The US government should abandon its proposed military commissions and bring any Guantanamo detainees it charges to trial in the ordinary federal courts, without recourse to the death penalty, Amnesty International urged today, releasing a new report on trials under the Military Commissions Act (MCA).

The first proceeding under the military commissions is due to take place on 26 March, with the arraignment of Australian detainee David Hicks. He was one of 10 detainees charged under the previous military commission system thrown out by the US Supreme Court last year.

In its report, Justice delayed and justice denied?, Amnesty International reiterates its belief that trials under the revised military commission process will fail to comply with international standards. The organization is also deeply concerned that detainees could face execution after such trials.

"The pervasive unlawfulness that has marked the past five years of detentions cries out for the strictest adherence to fair trial standards. Instead, these trials threaten to cut corners in pursuit of a few convictions and add to the injustice that the Guantanamo detention facility has come to symbolize", said Susan Lee, Amnesty International's Americas Programme Director.

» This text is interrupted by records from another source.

//! Energy ledger primitives.
//! Stable, protocol-neutral, behavior-free.
//!
//! Rule: No String identifiers in ledger state. Ever.

pub mod balance_period;
pub mod config;
pub mod primitives;

pub use balance_period::{get_balance_period, BalancePeriodConfig};
pub use config::{ConfigError, LedgerConfig};
pub use primitives::{Address, Amount, BalancePeriod, Timestamp, TokenId};
//! Claims Subsystem Errors

use lib_types::Address;
use thiserror::Error;

/// Error during identity, claim or relay operations
#[derive(Error, Debug, Clone, PartialEq, Eq)]
pub enum ClaimsError {
    #[error("Unknown identity: {0:?}")]
    UnknownIdentity(Address),

    #[error("Identity already registered: {0:?}")]
    IdentityExists(Address),

    #[error("Zero address cannot be an identity")]
    ZeroIdentity,

    #[error("Caller {caller:?} does not own identity {identity:?}")]
    NotOwner { caller: Address, identity: Address },

    #[error("Caller {caller:?} may not remove this claim")]
    NotClaimController { caller: Address },

    #[error("Ownership edge {identity:?} -> {owner:?} would close a cycle")]
    OwnershipCycle { identity: Address, owner: Address },

    #[error("Relay path of {hops} hops exceeds the limit of {max}")]
    RelayTooDeep { hops: usize, max: u8 },

    #[error("Relay chain broken at hop {hop}: {identity:?} is not owned by {expected_owner:?}")]
    BrokenRelayChain {
        hop: usize,
        identity: Address,
        expected_owner: Address,
    },

    #[error("Claim source unavailable: {0}")]
    SourceUnavailable(String),
}

/// Result type for claims operations
pub type ClaimsResult<T> = Result<T, ClaimsError>;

The military commissions will operate in something approaching a legal vacuum. Defendants cannot turn to international human rights law, the Geneva Conventions or the US Constitution for protection. The military commissions are part of a universe absent of judicial remedy for detainees and their families. Even if a detainee is acquitted, he may be returned to indefinite detention as a so-called "enemy combatant".

In the "war on terror", detainees in US custody have been treated as potential sources of information first and potential criminal defendants a distant second. They have been subjected to repeated interrogations without access to lawyers or the courts. Interrogation techniques and detention conditions amounting to torture or other ill-treatment under international law have been authorized and used against them.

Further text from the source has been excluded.